#### [Activity]
For this exercise, restate the data below with no change at all.

#####

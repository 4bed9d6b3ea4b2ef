//! Delivery channel per lead: by intent, brand and repair type.

use std::collections::HashMap;
use std::sync::Arc;

use al_catalog::BrandMatcher;
use al_protocol::{Intent, Lead, RepairType};
use serde::Deserialize;

/// Channel ids per routing group (`[routing]` section).
#[derive(Debug, Clone, Deserialize)]
pub struct RoutingConfig {
    /// New-car sales channel per dealer brand.
    #[serde(default = "default_dealer_channels")]
    pub dealer: HashMap<String, String>,
    /// Used cars: non-dealer purchases, used purchases, buyouts.
    #[serde(default = "default_used")]
    pub used: String,
    #[serde(default = "default_bodywork")]
    pub bodywork: String,
    /// Workshop repair for ecosystem brands.
    #[serde(default = "default_workshop_ecosystem")]
    pub workshop_ecosystem: String,
    #[serde(default = "default_workshop_other")]
    pub workshop_other: String,
    #[serde(default = "default_spares_ecosystem")]
    pub spares_ecosystem: String,
    #[serde(default = "default_spares_other")]
    pub spares_other: String,
    #[serde(default = "default_accounting")]
    pub accounting: String,
    /// Unrecognized requests.
    #[serde(default = "default_general")]
    pub general: String,
}

fn default_dealer_channels() -> HashMap<String, String> {
    [("Chery", "sales-chery"), ("Jetour", "sales-jetour"), ("Haval", "sales-haval")]
        .into_iter()
        .map(|(brand, channel)| (brand.to_string(), channel.to_string()))
        .collect()
}

fn default_used() -> String {
    "sales-used".into()
}
fn default_bodywork() -> String {
    "service-bodywork".into()
}
fn default_workshop_ecosystem() -> String {
    "service-chery".into()
}
fn default_workshop_other() -> String {
    "service-other".into()
}
fn default_spares_ecosystem() -> String {
    "spares-chery".into()
}
fn default_spares_other() -> String {
    "spares-other".into()
}
fn default_accounting() -> String {
    "accounting".into()
}
fn default_general() -> String {
    "general".into()
}

impl Default for RoutingConfig {
    fn default() -> Self {
        Self {
            dealer: default_dealer_channels(),
            used: default_used(),
            bodywork: default_bodywork(),
            workshop_ecosystem: default_workshop_ecosystem(),
            workshop_other: default_workshop_other(),
            spares_ecosystem: default_spares_ecosystem(),
            spares_other: default_spares_other(),
            accounting: default_accounting(),
            general: default_general(),
        }
    }
}

pub struct LeadRouter {
    config: RoutingConfig,
    brands: Arc<BrandMatcher>,
}

impl LeadRouter {
    pub fn new(config: RoutingConfig, brands: Arc<BrandMatcher>) -> Self {
        Self { config, brands }
    }

    /// Channel for `lead`, or `None` when the table has no entry for it.
    pub fn route(&self, lead: &Lead) -> Option<String> {
        let brand = lead.brand.as_deref();
        let ecosystem = brand.is_some_and(|b| self.brands.is_ecosystem(b));

        let channel = match lead.intent {
            Intent::BuyNew => match brand {
                Some(b) if self.brands.is_dealer(b) => self.dealer_channel(b),
                _ => Some(&self.config.used),
            },
            Intent::BuyUsed | Intent::Sell => Some(&self.config.used),
            Intent::Spares if ecosystem => Some(&self.config.spares_ecosystem),
            Intent::Spares => Some(&self.config.spares_other),
            Intent::Repair if lead.slots.repair_type == Some(RepairType::Bodywork) => {
                Some(&self.config.bodywork)
            }
            Intent::Repair if ecosystem => Some(&self.config.workshop_ecosystem),
            Intent::Repair => Some(&self.config.workshop_other),
            Intent::Accounting => Some(&self.config.accounting),
            Intent::Other | Intent::FallbackOther => Some(&self.config.general),
        };
        channel.filter(|c| !c.is_empty()).cloned()
    }

    /// Case-insensitive lookup in the dealer table.
    fn dealer_channel(&self, brand: &str) -> Option<&String> {
        self.config
            .dealer
            .iter()
            .find(|(b, _)| b.eq_ignore_ascii_case(brand))
            .map(|(_, channel)| channel)
    }
}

#####

#### [Reply]
repository 4bed9d6b3ea4b2ef
//! Delivery channel per lead: by intent, brand and repair type.

use std::collections::HashMap;
use std::sync::Arc;

use al_catalog::BrandMatcher;
use al_protocol::{Intent, Lead, RepairType};
use serde::Deserialize;

/// Channel ids per routing group (`[routing]` section).
#[derive(Debug, Clone, Deserialize)]
pub struct RoutingConfig {
    /// New-car sales channel per dealer brand.
    #[serde(default = "default_dealer_channels")]
    pub dealer: HashMap<String, String>,
    /// Used cars: non-dealer purchases, used purchases, buyouts.
    #[serde(default = "default_used")]
    pub used: String,
    #[serde(default = "default_bodywork")]
    pub bodywork: String,
    /// Workshop repair for ecosystem brands.
    #[serde(default = "default_workshop_ecosystem")]
    pub workshop_ecosystem: String,
    #[serde(default = "default_workshop_other")]
    pub workshop_other: String,
    #[serde(default = "default_spares_ecosystem")]
    pub spares_ecosystem: String,
    #[serde(default = "default_spares_other")]
    pub spares_other: String,
    #[serde(default = "default_accounting")]
    pub accounting: String,
    /// Unrecognized requests.
    #[serde(default = "default_general")]
    pub general: String,
}

fn default_dealer_channels() -> HashMap<String, String> {
    [("Chery", "sales-chery"), ("Jetour", "sales-jetour"), ("Haval", "sales-haval")]
        .into_iter()
        .map(|(brand, channel)| (brand.to_string(), channel.to_string()))
        .collect()
}

fn default_used() -> String {
    "sales-used".into()
}
fn default_bodywork() -> String {
    "service-bodywork".into()
}
fn default_workshop_ecosystem() -> String {
    "service-chery".into()
}
fn default_workshop_other() -> String {
    "service-other".into()
}
fn default_spares_ecosystem() -> String {
    "spares-chery".into()
}
fn default_spares_other() -> String {
    "spares-other".into()
}
fn default_accounting() -> String {
    "accounting".into()
}
fn default_general() -> String {
    "general".into()
}

impl Default for RoutingConfig {
    fn default() -> Self {
        Self {
            dealer: default_dealer_channels(),
            used: default_used(),
            bodywork: default_bodywork(),
            workshop_ecosystem: default_workshop_ecosystem(),
            workshop_other: default_workshop_other(),
            spares_ecosystem: default_spares_ecosystem(),
            spares_other: default_spares_other(),
            accounting: default_accounting(),
            general: default_general(),
        }
    }
}

pub struct LeadRouter {
    config: RoutingConfig,
    brands: Arc<BrandMatcher>,
}

impl LeadRouter {
    pub fn new(config: RoutingConfig, brands: Arc<BrandMatcher>) -> Self {
        Self { config, brands }
    }

    /// Channel for `lead`, or `None` when the table has no entry for it.
    pub fn route(&self, lead: &Lead) -> Option<String> {
        let brand = lead.brand.as_deref();
        let ecosystem = brand.is_some_and(|b| self.brands.is_ecosystem(b));

        let channel = match lead.intent {
            Intent::BuyNew => match brand {
                Some(b) if self.brands.is_dealer(b) => self.dealer_channel(b),
                _ => Some(&self.config.used),
            },
            Intent::BuyUsed | Intent::Sell => Some(&self.config.used),
            Intent::Spares if ecosystem => Some(&self.config.spares_ecosystem),
            Intent::Spares => Some(&self.config.spares_other),
            Intent::Repair if lead.slots.repair_type == Some(RepairType::Bodywork) => {
                Some(&self.config.bodywork)
            }
            Intent::Repair if ecosystem => Some(&self.config.workshop_ecosystem),
            Intent::Repair => Some(&self.config.workshop_other),
            Intent::Accounting => Some(&self.config.accounting),
            Intent::Other | Intent::FallbackOther => Some(&self.config.general),
        };
        channel.filter(|c| !c.is_empty()).cloned()
    }

    /// Case-insensitive lookup in the dealer table.
    fn dealer_channel(&self, brand: &str) -> Option<&String> {
        self.config
            .dealer
            .iter()
            .find(|(b, _)| b.eq_ignore_ascii_case(brand))
            .map(|(_, channel)| channel)
    }
}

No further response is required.